- TASK REQUIREMENTS: Copy exactly the last part of the entries, starting from the line with "use crate::handlers::posts;" and including the final line.

- EXTRACTED RECORDS:
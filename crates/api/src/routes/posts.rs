//! Route definitions for the `/api/posts` resource.

use axum::routing::get;
use axum::Router;

use crate::handlers::posts;
use crate::state::AppState;

/// Routes mounted at `/api/posts`.
///
/// ```text
/// GET    /      -> list
/// POST   /      -> create (requires session)
/// GET    /{id}  -> get_by_id
/// PUT    /{id}  -> update (requires session)
/// DELETE /{id}  -> delete (requires session)
/// ```
pub fn router() -> Router<AppState> {
    Router::new()
        .route("/", get(posts::list).post(posts::create))
        .route(
            "/{id}",
            get(posts::get_by_id)
                .put(posts::update)
                .delete(posts::delete),
        )
}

- RESULT OF THIS EXERCISE:
use crate::handlers::posts;
use crate::state::AppState;

/// Routes mounted at `/api/posts`.
///
/// ```text
/// GET    /      -> list
/// POST   /      -> create (requires session)
/// GET    /{id}  -> get_by_id
/// PUT    /{id}  -> update (requires session)
/// DELETE /{id}  -> delete (requires session)
/// ```
pub fn router() -> Router<AppState> {
    Router::new()
        .route("/", get(posts::list).post(posts::create))
        .route(
            "/{id}",
            get(posts::get_by_id)
                .put(posts::update)
                .delete(posts::delete),
        )
}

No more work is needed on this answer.